[“Let Inga Tell You,” La Jolla Light, published October 19, 2016] ©2016
Ever since I could put pen to paper, I’ve been a diary and journal writer which is actually the sum total of my writing training, along with a lifetime of letter writing.
Every once in a while, I go back through journals to see what I wrote and often find stories about experiences I’d long since forgotten. Usually it was for a good reason. The following is a case in point.
In 1988, my now-husband Olof was in his second year of what would be a total of eight years commuting down to my home on weekends from the Bay area. My older son Rory was 11.
Journal, Oct. 3, 1988
Rory has decided he wants to build a gismo from a kit. (Reminds me so much of my brother at that age. Happiness was a Lafayette Radio catalog and ten bucks.) I keep trying to explain to him that Mommy is not talented in this area, and that Olof, who is, is only here at the moment on alternate weekends. Rory is undaunted. He has saved money from his nursery school aide job and already picked out several possibilities from his kiddie catalog of Strange and Amazing Gadgets. It’s really hard for single moms to find activities to do with sons which is the only reason I’d consider this. Plus, I hate to stifle the kid’s creative ambitions. (I had this fantasy the other day that he became a heroin addict, and when I asked him how I had failed, he said, “If you’d just let me order a kit from Strange and Amazing Gadgets I’d be a successful engineer today!”) OK, OK, enough guilt.
Letter: October 16, 1988
Catalog of Strange and Amazing Gadgets
Sirs:
Please send us one TS-295 Plans/Kit for the “U-Make-It Miniature Tesla Coil.” A check in the amount of $29.50 is enclosed. Sincerely,
Journal: Nov. 8, 1988
Olof can’t get here soon enough this weekend. The world’s smallest Tesla coil has arrived, along with the world’s largest headache. I am in so over my head.
Letter: Nov. 15, 1988
Catalog of Strange and Amazing Gadgets
Sirs:
We recently discovered that the one-inch brass terminal with 6-32 insert adaptor failed to arrive with our U-Make-It Miniature Tesla Coil Kit. As this part is unknown to any hardware or electronic store in the Western Hemisphere, we would appreciate your shipping this item to us at your earlier convenience. Yours sincerely,
Journal: December 3, 1988
So much for Rory’s electronics education. Some weeks ago I was persuaded to order a gismo billed as the U-Make-It Miniature Tesla Coil. A Tesla coil, I now know, is an electric gismo that generates high voltage current that arcs between two terminals (in this case a gold ball and a wire) to create a lightning-like effect. I was initially concerned about having 50,000 volts in the hands of an 11-year old, but I was assured by knowledgeable sources that it didn’t have enough amps to electrocute him. (I still had this recurrent dream that I’d wake up one morning to find it attached to his younger brother’s tongue.)

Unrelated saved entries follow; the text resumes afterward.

//! PostgreSQL implementation of the EventRepository and VisitLog ports.

use async_trait::async_trait;
use chrono::{DateTime, Utc};
use sqlx::{PgPool, Postgres, Transaction};
use uuid::Uuid;

use crate::domain::event::{Event, FieldRow, PageRecord};
use crate::domain::foundation::{
    DomainError, ErrorCode, EventId, Timestamp, UserId,
};
use crate::ports::{EventRepository, EventWithPages, VisitLog};

/// PostgreSQL implementation of the EventRepository port.
pub struct PostgresEventRepository {
    pool: PgPool,
}

impl PostgresEventRepository {
    /// Creates a new repository backed by the given connection pool.
    pub fn new(pool: PgPool) -> Self {
        Self { pool }
    }

    async fn load_pages(&self, event_id: &EventId) -> Result<Vec<PageRecord>, DomainError> {
        let page_rows: Vec<PageRow> = sqlx::query_as(
            r#"
            SELECT id, page_no, template_kind, template_variant
            FROM landing_pages
            WHERE event_id = $1
            ORDER BY page_no
            "#,
        )
        .bind(event_id.as_uuid())
        .fetch_all(&self.pool)
        .await
        .map_err(DomainError::database)?;

        let mut pages = Vec::with_capacity(page_rows.len());
        for page_row in page_rows {
            let contents: Vec<ContentRow> = sqlx::query_as(
                r#"
                SELECT field_id, field_value, field_color, is_visible
                FROM page_contents
                WHERE page_id = $1
                ORDER BY field_id
                "#,
            )
            .bind(page_row.id)
            .fetch_all(&self.pool)
            .await
            .map_err(DomainError::database)?;

            pages.push(PageRecord {
                page_no: page_row.page_no,
                template_kind: page_row.template_kind,
                template_variant: page_row.template_variant,
                contents: contents.into_iter().map(FieldRow::from).collect(),
            });
        }
        Ok(pages)
    }
}

/// Database row representation of an event.
#[derive(Debug, sqlx::FromRow)]
struct EventRow {
    id: Uuid,
    owner_id: Uuid,
    name: String,
    domain_code: String,
    is_published: bool,
    created_at: DateTime<Utc>,
    updated_at: DateTime<Utc>,
}

impl From<EventRow> for Event {
    fn from(row: EventRow) -> Self {
        Event {
            id: EventId::from_uuid(row.id),
            owner_id: UserId::from_uuid(row.owner_id),
            name: row.name,
            domain_code: row.domain_code,
            is_published: row.is_published,
            created_at: Timestamp::from_datetime(row.created_at),
            updated_at: Timestamp::from_datetime(row.updated_at),
        }
    }
}

#[derive(Debug, sqlx::FromRow)]
struct PageRow {
    id: Uuid,
    page_no: i32,
    template_kind: String,
    template_variant: String,
}

#[derive(Debug, sqlx::FromRow)]
struct ContentRow {
    field_id: String,
    field_value: String,
    field_color: Option<String>,
    is_visible: bool,
}

impl From<ContentRow> for FieldRow {
    fn from(row: ContentRow) -> Self {
        FieldRow {
            field_id: row.field_id,
            field_value: row.field_value,
            field_color: row.field_color,
            is_visible: row.is_visible,
        }
    }
}

const EVENT_COLUMNS: &str =
    "id, owner_id, name, domain_code, is_published, created_at, updated_at";

async fn write_pages(
    tx: &mut Transaction<'_, Postgres>,
    event_id: &EventId,
    pages: &[PageRecord],
) -> Result<(), sqlx::Error> {
    sqlx::query("DELETE FROM landing_pages WHERE event_id = $1")
        .bind(event_id.as_uuid())
        .execute(&mut **tx)
        .await?;

    for page in pages {
        let page_id = Uuid::new_v4();
        sqlx::query(
            r#"
            INSERT INTO landing_pages (id, event_id, page_no, template_kind, template_variant)
            VALUES ($1, $2, $3, $4, $5)
            "#,
        )
        .bind(page_id)
        .bind(event_id.as_uuid())
        .bind(page.page_no)
        .bind(&page.template_kind)
        .bind(&page.template_variant)
        .execute(&mut **tx)
        .await?;

        for content in &page.contents {
            sqlx::query(
                r#"
                INSERT INTO page_contents (page_id, field_id, field_value, field_color, is_visible)
                VALUES ($1, $2, $3, $4, $5)
                "#,
            )
            .bind(page_id)
            .bind(&content.field_id)
            .bind(&content.field_value)
            .bind(&content.field_color)
            .bind(content.is_visible)
            .execute(&mut **tx)
            .await?;
        }
    }
    Ok(())
}

#[async_trait]
impl EventRepository for PostgresEventRepository {
    async fn insert(&self, event: &Event, pages: &[PageRecord]) -> Result<(), DomainError> {
        let mut tx = self.pool.begin().await.map_err(DomainError::database)?;

        sqlx::query(
            r#"
            INSERT INTO events (id, owner_id, name, domain_code, is_published, created_at, updated_at)
            VALUES ($1, $2, $3, $4, $5, $6, $7)
            "#,
        )
        .bind(event.id.as_uuid())
        .bind(event.owner_id.as_uuid())
        .bind(&event.name)
        .bind(&event.domain_code)
        .bind(event.is_published)
        .bind(event.created_at.as_datetime())
        .bind(event.updated_at.as_datetime())
        .execute(&mut *tx)
        .await
        .map_err(DomainError::database)?;

        write_pages(&mut tx, &event.id, pages)
            .await
            .map_err(DomainError::database)?;

        tx.commit().await.map_err(DomainError::database)
    }

    async fn find_by_id(&self, id: &EventId) -> Result<Option<EventWithPages>, DomainError> {
        let row: Option<EventRow> =
            sqlx::query_as(&format!("SELECT {EVENT_COLUMNS} FROM events WHERE id = $1"))
                .bind(id.as_uuid())
                .fetch_optional(&self.pool)
                .await
                .map_err(DomainError::database)?;

        match row {
            Some(row) => {
                let event = Event::from(row);
                let pages = self.load_pages(&event.id).await?;
                Ok(Some(EventWithPages { event, pages }))
            }
            None => Ok(None),
        }
    }

    async fn find_published_by_domain_code(
        &self,
        domain_code: &str,
    ) -> Result<Option<EventWithPages>, DomainError> {
        let row: Option<EventRow> = sqlx::query_as(&format!(
            "SELECT {EVENT_COLUMNS} FROM events WHERE domain_code = $1 AND is_published = TRUE"
        ))
        .bind(domain_code)
        .fetch_optional(&self.pool)
        .await
        .map_err(DomainError::database)?;

        match row {
            Some(row) => {
                let event = Event::from(row);
                let pages = self.load_pages(&event.id).await?;
                Ok(Some(EventWithPages { event, pages }))
            }
            None => Ok(None),
        }
    }

    async fn list_by_owner(&self, owner_id: &UserId) -> Result<Vec<Event>, DomainError> {
        let rows: Vec<EventRow> = sqlx::query_as(&format!(
            "SELECT {EVENT_COLUMNS} FROM events WHERE owner_id = $1 ORDER BY created_at DESC"
        ))
        .bind(owner_id.as_uuid())
        .fetch_all(&self.pool)
        .await
        .map_err(DomainError::database)?;

        Ok(rows.into_iter().map(Event::from).collect())
    }

    async fn update(&self, event: &Event, pages: &[PageRecord]) -> Result<(), DomainError> {
        let mut tx = self.pool.begin().await.map_err(DomainError::database)?;

        let result = sqlx::query(
            r#"
            UPDATE events
            SET name = $2, domain_code = $3, is_published = $4, updated_at = $5
            WHERE id = $1
            "#,
        )
        .bind(event.id.as_uuid())
        .bind(&event.name)
        .bind(&event.domain_code)
        .bind(event.is_published)
        .bind(event.updated_at.as_datetime())
        .execute(&mut *tx)
        .await
        .map_err(DomainError::database)?;

        if result.rows_affected() == 0 {
            return Err(DomainError::new(
                ErrorCode::EventNotFound,
                format!("Event {} not found", event.id),
            ));
        }

        write_pages(&mut tx, &event.id, pages)
            .await
            .map_err(DomainError::database)?;

        tx.commit().await.map_err(DomainError::database)
    }

    async fn delete(&self, id: &EventId) -> Result<(), DomainError> {
        // landing_pages, page_contents, and visits cascade via FK
        sqlx::query("DELETE FROM events WHERE id = $1")
            .bind(id.as_uuid())
            .execute(&self.pool)
            .await
            .map_err(DomainError::database)?;
        Ok(())
    }
}

#[async_trait]
impl VisitLog for PostgresEventRepository {
    async fn record(&self, event_id: &EventId, at: Timestamp) -> Result<(), DomainError> {
        sqlx::query("INSERT INTO visits (event_id, visited_at) VALUES ($1, $2)")
            .bind(event_id.as_uuid())
            .bind(at.as_datetime())
            .execute(&self.pool)
            .await
            .map_err(DomainError::database)?;
        Ok(())
    }
}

This was not your basic Heath Kit. In fact, as Olof said when he was down last weekend, the creator of the circuit board for this thing should be taken out and shot. I cannot even calculate how many frustrating hours this thing has consumed of both of our already-over-full lives.

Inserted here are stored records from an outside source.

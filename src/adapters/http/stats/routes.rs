//! HTTP routes for statistics endpoints.

use axum::{routing::get, Router};

use super::handlers::{get_overview, StatsHandlers};

/// Creates the stats router, mounted at `/api/stats`.
pub fn stats_routes(handlers: StatsHandlers) -> Router {
    Router::new()
        .route("/", get(get_overview))
        .with_state(handlers)
}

It did not come with a printed circuit board. What it did come with were umpty-300 itty-bitty components to fit on a circuit layout board the size of your thumbnail.
The two primary items of documentation were a hand-drawn circuit diagram that had been Xeroxed into oblivion and a component layout diagram that did not always agree with the circuit diagram. The instructions, in their totality, were:
(1) Count and verify that all parts have been delivered.
(2) Assemble board.
In point of fact, not all the parts WERE delivered, and the missing one had to be re-ordered. Further the concept of taking a lamp cord (the power source for this thing) and shoving the end into a container the size of a matchbox made the spacing between components and the various elements of wiring critical – and probably unachievable. Much frustration and soldering assistance (from Olof) later, it was ready for a trial run. With breathless anticipation (and a fire extinguisher for good measure), we turned it on. Instead of generating a lightning-like spark, it generated a “pop” and a small puff of smoke. (Olof says they either sent us a bad capacitor, or we got it in backwards.)
Rory was initially very disappointed. But the next day he was back wanting to know, could he order the kit for the high-sensitive directional parabolic microphone, or maybe the particle beam generator/proton accelerator? In one of the least ambivalent moments of my life, I replied, “Not a chance.”